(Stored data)
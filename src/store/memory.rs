use std::cmp::Ordering;

use async_trait::async_trait;
use chrono::{DateTime, Utc};
use dashmap::mapref::entry::Entry;
use dashmap::DashMap;
use tracing::warn;
use uuid::Uuid;

use super::{
    AssignOutcome, DriverRepository, LocationRepository, NearbyDriver, NearbyQuery, RideRepository,
};
use crate::error::AppError;
use crate::geo::haversine_km;
use crate::models::coordinate::{Coordinate, EntityType, LocationHistory};
use crate::models::driver::{Driver, DriverSession, DriverStatus};
use crate::models::ride::Ride;

/// In-process store.
///
/// Guarded operations that touch several maps hold every entry guard they need
/// before checking predicates, always acquired in the order
/// drivers -> sessions -> rides (and current -> coordinates for positions), so
/// concurrent writers serialize per row without deadlocking.
#[derive(Default)]
pub struct MemoryStore {
    drivers: DashMap<Uuid, Driver>,
    open_sessions: DashMap<Uuid, DriverSession>,
    closed_sessions: DashMap<Uuid, DriverSession>,
    rides: DashMap<Uuid, Ride>,
    current: DashMap<(Uuid, EntityType), Uuid>,
    coordinates: DashMap<Uuid, Coordinate>,
    history: DashMap<Uuid, LocationHistory>,
}

impl MemoryStore {
    pub fn new() -> Self {
        Self::default()
    }

    pub fn coordinates_of(&self, entity_id: Uuid, entity_type: EntityType) -> Vec<Coordinate> {
        self.coordinates
            .iter()
            .filter(|c| c.entity_id == entity_id && c.entity_type == entity_type)
            .map(|c| c.clone())
            .collect()
    }

    pub fn history_of(&self, driver_id: Uuid) -> Vec<LocationHistory> {
        let mut entries: Vec<LocationHistory> = self
            .history
            .iter()
            .filter(|h| h.driver_id == driver_id)
            .map(|h| h.clone())
            .collect();
        entries.sort_by_key(|h| h.recorded_at);
        entries
    }

    pub fn sessions_of(&self, driver_id: Uuid) -> Vec<DriverSession> {
        let mut sessions: Vec<DriverSession> = self
            .closed_sessions
            .iter()
            .filter(|s| s.driver_id == driver_id)
            .map(|s| s.clone())
            .collect();
        if let Some(open) = self.open_sessions.get(&driver_id) {
            sessions.push(open.clone());
        }
        sessions.sort_by_key(|s| s.started_at);
        sessions
    }
}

> **Exercise**
Set the entries down again, unchanged and complete.

> **Response box**
filename src/store/memory.rs
use std::cmp::Ordering;

use async_trait::async_trait;
use chrono::{DateTime, Utc};
use dashmap::mapref::entry::Entry;
use dashmap::DashMap;
use tracing::warn;
use uuid::Uuid;

use super::{
    AssignOutcome, DriverRepository, LocationRepository, NearbyDriver, NearbyQuery, RideRepository,
};
use crate::error::AppError;
use crate::geo::haversine_km;
use crate::models::coordinate::{Coordinate, EntityType, LocationHistory};
use crate::models::driver::{Driver, DriverSession, DriverStatus};
use crate::models::ride::Ride;

/// In-process store.
///
/// Guarded operations that touch several maps hold every entry guard they need
/// before checking predicates, always acquired in the order
/// drivers -> sessions -> rides (and current -> coordinates for positions), so
/// concurrent writers serialize per row without deadlocking.
#[derive(Default)]
pub struct MemoryStore {
    drivers: DashMap<Uuid, Driver>,
    open_sessions: DashMap<Uuid, DriverSession>,
    closed_sessions: DashMap<Uuid, DriverSession>,
    rides: DashMap<Uuid, Ride>,
    current: DashMap<(Uuid, EntityType), Uuid>,
    coordinates: DashMap<Uuid, Coordinate>,
    history: DashMap<Uuid, LocationHistory>,
}

impl MemoryStore {
    pub fn new() -> Self {
        Self::default()
    }

    pub fn coordinates_of(&self, entity_id: Uuid, entity_type: EntityType) -> Vec<Coordinate> {
        self.coordinates
            .iter()
            .filter(|c| c.entity_id == entity_id && c.entity_type == entity_type)
            .map(|c| c.clone())
            .collect()
    }

    pub fn history_of(&self, driver_id: Uuid) -> Vec<LocationHistory> {
        let mut entries: Vec<LocationHistory> = self
            .history
            .iter()
            .filter(|h| h.driver_id == driver_id)
            .map(|h| h.clone())
            .collect();
        entries.sort_by_key(|h| h.recorded_at);
        entries
    }

    pub fn sessions_of(&self, driver_id: Uuid) -> Vec<DriverSession> {
        let mut sessions: Vec<DriverSession> = self
            .closed_sessions
            .iter()
            .filter(|s| s.driver_id == driver_id)
            .map(|s| s.clone())
            .collect();
        if let Some(open) = self.open_sessions.get(&driver_id) {
            sessions.push(open.clone());
        }
        sessions.sort_by_key(|s| s.started_at);
        sessions
    }
}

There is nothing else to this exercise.